Dataset Slicing

Overview

When performing distributed training, taking image data as an example, when the size of a single image is too large, such as large-format images of remote sensing satellites, even one image is too large, it is necessary to slice the images and read a portion of each card to perform distributed training. Scenarios that deal with dataset slicing need to be combined with model parallelism to achieve the desired effect of reducing video memory, so this feature is provided based on automatic parallelism. The sample used in this tutorial is ResNet50, not a large-format network, and is intended as an example only. Real-life applications to large-format networks often require detailed design of parallel strategies.

Operation Practices

Sample Code Description

You can download the full sample code here:

https://gitee.com/mindspore/docs/tree/r2.0/docs/sample_code/distributed_training

The directory structure is as follows:

└─sample_code
    ├─distributed_training
    │      rank_table_16pcs.json
    │      rank_table_8pcs.json
    │      rank_table_2pcs.json
    │      resnet.py
    │      resnet50_distributed_training_dataset_slice.py
    │      run_dataset_slice.sh

Creating the Dataset

Dataset slicing is only supported in full/semi-automatic mode and is not involved in data parallel mode.

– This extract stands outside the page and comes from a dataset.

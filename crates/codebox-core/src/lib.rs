pub mod config;
pub mod observability;
pub mod path_validation;
pub mod recipe;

When using dataset slicing, you need to call the SlicePatches interface to construct the dataset at the same time. To ensure that the read-in data is consistent across cards, the dataset needs to be fixed with a random number seed.

The dataset definition section is as follows.

import mindspore as ms
import mindspore.dataset as ds
import mindspore.dataset.vision as vision
import mindspore.dataset.transforms as transforms
from mindspore.communication import init, get_rank, get_group_size

ms.set_context(mode=ms.GRAPH_MODE, device_target="Ascend")
init()
ds.config.set_seed(1000) # set dataset seed to make sure that all cards read the same data
def create_dataset(data_path, repeat_num=1, batch_size=32, slice_h_num=1, slice_w_num=1):
    resize_height = 224
    resize_width = 224
    rescale = 1.0 / 255.0
    shift = 0.0

    rank_id = get_rank()

    # create a full dataset before slicing
    data_set = ds.Cifar10Dataset(data_path, shuffle=True)

    # define map operations
    random_crop_op = vision.RandomCrop((32, 32), (4, 4, 4, 4))
    random_horizontal_op = vision.RandomHorizontalFlip()
    resize_op = vision.Resize((resize_height, resize_width))
    rescale_op = vision.Rescale(rescale, shift)
    normalize_op = vision.Normalize((0.4465, 0.4822, 0.4914), (0.2010, 0.1994, 0.2023))
    changeswap_op = vision.HWC2CHW()
    type_cast_op = transforms.TypeCast(ms.int32)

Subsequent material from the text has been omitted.